Segment Open
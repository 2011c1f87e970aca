//! Scripted backend for exercising the loader and synthesis paths without a
//! real model.

use std::sync::atomic::{AtomicUsize, Ordering};
use std::sync::Arc;
use std::time::Duration;

use parking_lot::{Condvar, Mutex};

use crate::config::ModelVariant;
use crate::engines::{BackendError, CloneTarget, ModelBackend, SpeechModel};

pub(crate) const SCRIPTED_SAMPLE_RATE: u32 = 16000;

pub(crate) fn init_logging() {
    let _ = env_logger::builder().is_test(true).try_init();
}

#[derive(Debug, Clone, Copy, PartialEq, Eq)]
pub(crate) enum LoadBehavior {
    Succeed,
    Fail,
    Panic,
}

pub(crate) struct ScriptedBackend {
    loads: Mutex<Vec<ModelVariant>>,
    load_started: Condvar,
    gate_open: Mutex<bool>,
    gate: Condvar,
    behavior: Mutex<LoadBehavior>,
    load_delay: Duration,
    synth_calls: Arc<AtomicUsize>,
}

impl ScriptedBackend {
    pub(crate) fn new() -> Self {
        Self {
            loads: Mutex::new(Vec::new()),
            load_started: Condvar::new(),
            gate_open: Mutex::new(true),
            gate: Condvar::new(),
            behavior: Mutex::new(LoadBehavior::Succeed),
            load_delay: Duration::ZERO,
            synth_calls: Arc::new(AtomicUsize::new(0)),
        }
    }

    pub(crate) fn with_load_delay(mut self, delay: Duration) -> Self {
        self.load_delay = delay;
        self
    }

    /// Loads block until [`open_gate`](Self::open_gate) is called.
    pub(crate) fn gated(self) -> Self {
        *self.gate_open.lock() = false;
        self
    }

    pub(crate) fn open_gate(&self) {
        *self.gate_open.lock() = true;
        self.gate.notify_all();
    }

    pub(crate) fn set_behavior(&self, behavior: LoadBehavior) {
        *self.behavior.lock() = behavior;
    }

    pub(crate) fn load_count(&self) -> usize {
        self.loads.lock().len()
    }

    pub(crate) fn loaded_identifiers(&self) -> Vec<String> {
        self.loads
            .lock()
            .iter()
            .map(|variant| match variant {
                ModelVariant::Standard { identifier, .. } => identifier.clone(),
                ModelVariant::Cloning { .. } => "clone".to_string(),
            })
            .collect()
    }

    pub(crate) fn synth_calls(&self) -> usize {
        self.synth_calls.load(Ordering::SeqCst)
    }

    /// Wait until at least `n` loads have started.
    pub(crate) fn wait_for_loads(&self, n: usize) {
        let mut loads = self.loads.lock();
        while loads.len() < n {
            let timed_out = self
                .load_started
                .wait_for(&mut loads, Duration::from_secs(5))
                .timed_out();
            assert!(!timed_out, "timed out waiting for {n} loads");
        }
    }
}

impl ModelBackend for ScriptedBackend {
    fn name(&self) -> &str {
        "scripted"
    }

    fn load(&self, variant: &ModelVariant) -> Result<Box<dyn SpeechModel>, BackendError> {
        self.loads.lock().push(variant.clone());
        self.load_started.notify_all();

        {
            let mut open = self.gate_open.lock();
            while !*open {
                self.gate.wait(&mut open);
            }
        }
        if !self.load_delay.is_zero() {
            std::thread::sleep(self.load_delay);
        }

        match *self.behavior.lock() {
            LoadBehavior::Succeed => Ok(Box::new(ScriptedModel {
                produced: false,
                calls: self.synth_calls.clone(),
            })),
            LoadBehavior::Fail => Err("scripted load failure".into()),
            LoadBehavior::Panic => panic!("scripted load panic"),
        }
    }

    fn available_models(&self) -> Vec<String> {
        vec!["X".to_string(), "Y".to_string()]
    }
}

/// Produces three samples per byte of text; cloned voices are negated.
/// Text containing `FAIL` errors. The sample rate is only reported after
/// the first segment.
pub(crate) struct ScriptedModel {
    produced: bool,
    calls: Arc<AtomicUsize>,
}

pub(crate) fn scripted_samples(text: &str, cloned: bool) -> Vec<f32> {
    let sign = if cloned { -1.0 } else { 1.0 };
    text.bytes()
        .flat_map(|b| {
            let v = sign * b as f32 / 255.0;
            [v, v * 0.5, 0.0]
        })
        .collect()
}

impl SpeechModel for ScriptedModel {
    fn synthesize(
        &mut self,
        text: &str,
        clone: Option<CloneTarget<'_>>,
    ) -> Result<Vec<f32>, BackendError> {
        self.calls.fetch_add(1, Ordering::SeqCst);
        if text.contains("FAIL") {
            return Err(format!("cannot voice {text:?}").into());
        }
        self.produced = true;
        Ok(scripted_samples(text, clone.is_some()))
    }

    fn sample_rate(&self) -> Option<u32> {
        self.produced.then_some(SCRIPTED_SAMPLE_RATE)
    }
}
//! # shared-tts
//!
//! Shared, lazily loaded text-to-speech models for multi-request services.
//!
//! ## Features
//!
//! - **Load once**: concurrent requests share a single model construction
//! - **Reconfigure safely**: switching models or voice samples invalidates the cache
//! - **Voice cloning**: a reference recording selects a cloning-capable variant
//! - **Portable output**: audio comes back as base64-encoded WAV
//!
//! ## Quick Start
//!
//! ```toml
//! [dependencies]
//! shared-tts = { version = "2026.2", features = ["kokoro"] }
//! ```
//!
//! ```ignore
//! use std::sync::Arc;
//! use shared_tts::{engines::kokoro::KokoroBackend, ModelConfig, VoiceService};
//!
//! let backend = Arc::new(KokoroBackend::new("models"));
//! let service = VoiceService::new(backend, ModelConfig::default());
//!
//! let audio = service.synthesize(&["Hello, world!", "Go on, go on, go on."])?;
//! audio.write_wav(std::path::Path::new("output.wav"))?;
//! # Ok::<(), Box<dyn std::error::Error>>(())
//! ```

pub mod audio;
pub mod config;
pub mod engines;
pub mod error;
pub mod loader;
pub mod provider;
pub mod service;
pub mod synthesis;

#[cfg(test)]
pub(crate) mod test_support;

pub use audio::{decode, encode, AudioBuffer, DEFAULT_SAMPLE_RATE};
pub use config::{ModelConfig, ModelConfigBuilder, ModelVariant, Provider, TtsSettings};
pub use engines::{BackendError, CloneTarget, ModelBackend, SpeechModel};
pub use error::TtsError;
pub use loader::{LoadState, LoaderEvent, ModelHandle, ModelLoader};
pub use provider::{ProviderSelector, SynthesisRequest, SynthesisResponse};
pub use service::VoiceService;
pub use synthesis::synthesize;
use std::path::Path;
use std::sync::Arc;
use std::thread;
use std::time::Instant;

use shared_tts::{
    engines::kokoro::KokoroBackend, ModelConfigBuilder, ModelLoader, ProviderSelector,
    SynthesisRequest, TtsSettings, VoiceService,
};

fn main() -> Result<(), Box<dyn std::error::Error>> {
    env_logger::init();

    let backend = Arc::new(KokoroBackend::new("models"));
    let loader = ModelLoader::new(backend).with_events(|event| println!("loader: {event:?}"));
    let config = ModelConfigBuilder::default()
        .model_identifier("kokoro-v1.0")
        .companion("af_heart")
        .build()?;
    let service = Arc::new(VoiceService::with_loader(loader, config));
    println!("Available models: {:?}", service.available_models());

    // Several requests race for the cold model; only one load happens.
    let load_start = Instant::now();
    let sentences = [
        "Hello there.",
        "Go on, go on, go on.",
        "That would be an ecumenical matter.",
    ];
    let workers: Vec<_> = sentences
        .into_iter()
        .map(|sentence| {
            let service = service.clone();
            thread::spawn(move || service.synthesize(&[sentence]))
        })
        .collect();
    for worker in workers {
        let audio = worker.join().map_err(|_| "synthesis thread panicked")??;
        println!("{:.2}s of audio at {}Hz", audio.duration_secs(), audio.sample_rate);
    }
    println!(
        "Cold start + 3 requests in {:.2?} ({} load)",
        load_start.elapsed(),
        service.loader().load_count()
    );

    let text = [
        "Hello! This is Kokoro, a text to speech model with multilingual support.",
        "It supports American English, British English, French, Spanish, \
         Hindi, Italian, Japanese, Mandarin Chinese, and Brazilian Portuguese.",
    ];
    let synth_start = Instant::now();
    let result = service.synthesize(&text)?;
    let synth_dur = synth_start.elapsed();
    println!(
        "Synthesized {:.2}s audio in {:.2?} ({:.1}x real-time)",
        result.duration_secs(),
        synth_dur,
        result.duration_secs() / synth_dur.as_secs_f64()
    );
    result.write_wav(Path::new("output.wav"))?;
    println!("Saved to output.wav");

    // Switching voice invalidates the cached model.
    service.set_model("kokoro-v1.0", Some("bf_emma"));
    let selector = ProviderSelector::new(service);
    let response = selector.handle(
        &TtsSettings::default(),
        &SynthesisRequest {
            text: "Hello from British Emma!".to_string(),
            context_id: "demo".to_string(),
        },
    );
    println!("{}", serde_json::to_string(&response)?.chars().take(120).collect::<String>());
    Ok(())
}
use serde::{Deserialize, Serialize};
use serde_json::{Map, Value};

/// The JSON body returned by `posts.json`.
#[derive(Deserialize, Serialize, Debug, Clone, Default)]
pub(crate) struct BulkPostEntry {
    /// All posts on the requested page.
    #[serde(default)]
    pub(crate) posts: Vec<PostEntry>,
}

/// A single post as returned by the search endpoint.
///
/// Apart from the id, the post is kept exactly as the API sent it so the session metadata
/// record mirrors the response, `null`s and missing keys included. The fields the scraper acts
/// on are read through accessors.
#[derive(Deserialize, Serialize, Debug, Clone, PartialEq)]
pub(crate) struct PostEntry {
    /// The ID of the post.
    pub(crate) id: i64,
    #[serde(flatten)]
    pub(crate) fields: Map<String, Value>,
}

impl PostEntry {
    /// The post's rating (`s`, `q` or `e`), empty when the API left it out.
    pub(crate) fn rating(&self) -> &str {
        self.fields.get("rating").and_then(Value::as_str).unwrap_or("")
    }

    /// The file URL, if the post can be downloaded.
    pub(crate) fn file_url(&self) -> Option<&str> {
        self.file_field("url")
            .and_then(Value::as_str)
            .filter(|url| !url.is_empty())
    }

    /// The advertised size of the file in bytes, `0` when unknown.
    pub(crate) fn file_size(&self) -> u64 {
        self.file_field("size").and_then(Value::as_u64).unwrap_or(0)
    }

    /// Whether the post has a file URL to download.
    pub(crate) fn is_downloadable(&self) -> bool {
        self.file_url().is_some()
    }

    fn file_field(&self, name: &str) -> Option<&Value> {
        self.fields.get("file").and_then(|file| file.get(name))
    }
}

#[cfg(test)]
pub(crate) fn test_post(id: i64, url: Option<&str>, size: u64) -> PostEntry {
    let mut fields = Map::new();
    fields.insert("rating".into(), Value::from("s"));
    fields.insert("file".into(), serde_json::json!({ "url": url, "size": size }));
    PostEntry { id, fields }
}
Segment Closed
• [HOW TO COMPLETE THIS TASK] Write out again, exactly, the lines from the start of the entries up to and including the one with "pub(crate) fn init_logging()". Nothing else belongs in the reply.

• [WRITTEN RESPONSE]
repository 2011c1f87e970aca
//! Scripted backend for exercising the loader and synthesis paths without a
//! real model.

use std::sync::atomic::{AtomicUsize, Ordering};
use std::sync::Arc;
use std::time::Duration;

use parking_lot::{Condvar, Mutex};

use crate::config::ModelVariant;
use crate::engines::{BackendError, CloneTarget, ModelBackend, SpeechModel};

pub(crate) const SCRIPTED_SAMPLE_RATE: u32 = 16000;

pub(crate) fn init_logging() {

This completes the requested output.